* **AIM OF THE EXERCISE**: Each line of the material below is to be given again exactly.

* **EXERCISE MATERIALS**:
********

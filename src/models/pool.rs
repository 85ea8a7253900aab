use super::{CertificateId, DistributionId, PoolId, TournamentId};
use crate::bracket::payout::BPS_DENOMINATOR;
use crate::bracket::Leaderboard;
use crate::error::{AppError, AppResult};
use serde::{Deserialize, Serialize};
use std::collections::BTreeSet;

/// Prize pool over one tournament
#[derive(Debug, Clone, Serialize, Deserialize)]
pub struct Pool {
    pub id: PoolId,
    pub tournament_id: TournamentId,
    pub reward_distribution_id: DistributionId,
    pub royalty_bps: u16,
    /// Currency units collected by the treasury
    pub total_funds: u128,
    pub entrants: BTreeSet<CertificateId>,
    pub leaderboard: Leaderboard,
    /// Finals score the leaderboard was ranked against, pinned by the first finalized batch
    pub finalized_with: Option<Option<u32>>,
    pub claimed: BTreeSet<CertificateId>,
}

impl Pool {
    /// Create a new, empty Pool
    pub fn new(
        id: PoolId,
        tournament_id: TournamentId,
        reward_distribution_id: DistributionId,
        royalty_bps: u16,
    ) -> AppResult<Self> {
        if u128::from(royalty_bps) > BPS_DENOMINATOR {
            return Err(AppError::InvariantViolation(format!(
                "Royalty of {} bps exceeds 100%",
                royalty_bps
            )));
        }

        Ok(Self {
            id,
            tournament_id,
            reward_distribution_id,
            royalty_bps,
            total_funds: 0,
            entrants: BTreeSet::new(),
            leaderboard: Leaderboard::default(),
            finalized_with: None,
            claimed: BTreeSet::new(),
        })
    }

    pub fn is_entrant(&self, certificate_id: CertificateId) -> bool {
        self.entrants.contains(&certificate_id)
    }

    pub fn has_claimed(&self, certificate_id: CertificateId) -> bool {
        self.claimed.contains(&certificate_id)
    }
}

#[cfg(test)]
mod tests {
    use super::*;

    #[test]
    fn test_royalty_capped_at_full_amount() {
        assert!(Pool::new(1, 1, 1, 10_000).is_ok());
        assert!(matches!(
            Pool::new(1, 1, 1, 10_001),
            Err(AppError::InvariantViolation(_))
        ));
    }
}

********

* **SOLUTION FOR THIS TASK**:
filename src/models/pool.rs
repository 85ea8a7253900aab
use super::{CertificateId, DistributionId, PoolId, TournamentId};
use crate::bracket::payout::BPS_DENOMINATOR;
use crate::bracket::Leaderboard;
use crate::error::{AppError, AppResult};
use serde::{Deserialize, Serialize};
use std::collections::BTreeSet;

/// Prize pool over one tournament
#[derive(Debug, Clone, Serialize, Deserialize)]
pub struct Pool {
    pub id: PoolId,
    pub tournament_id: TournamentId,
    pub reward_distribution_id: DistributionId,
    pub royalty_bps: u16,
    /// Currency units collected by the treasury
    pub total_funds: u128,
    pub entrants: BTreeSet<CertificateId>,
    pub leaderboard: Leaderboard,
    /// Finals score the leaderboard was ranked against, pinned by the first finalized batch
    pub finalized_with: Option<Option<u32>>,
    pub claimed: BTreeSet<CertificateId>,
}

impl Pool {
    /// Create a new, empty Pool
    pub fn new(
        id: PoolId,
        tournament_id: TournamentId,
        reward_distribution_id: DistributionId,
        royalty_bps: u16,
    ) -> AppResult<Self> {
        if u128::from(royalty_bps) > BPS_DENOMINATOR {
            return Err(AppError::InvariantViolation(format!(
                "Royalty of {} bps exceeds 100%",
                royalty_bps
            )));
        }

        Ok(Self {
            id,
            tournament_id,
            reward_distribution_id,
            royalty_bps,
            total_funds: 0,
            entrants: BTreeSet::new(),
            leaderboard: Leaderboard::default(),
            finalized_with: None,
            claimed: BTreeSet::new(),
        })
    }

    pub fn is_entrant(&self, certificate_id: CertificateId) -> bool {
        self.entrants.contains(&certificate_id)
    }

    pub fn has_claimed(&self, certificate_id: CertificateId) -> bool {
        self.claimed.contains(&certificate_id)
    }
}

#[cfg(test)]
mod tests {
    use super::*;

    #[test]
    fn test_royalty_capped_at_full_amount() {
        assert!(Pool::new(1, 1, 1, 10_000).is_ok());
        assert!(matches!(
            Pool::new(1, 1, 1, 10_001),
            Err(AppError::InvariantViolation(_))
        ));
    }
}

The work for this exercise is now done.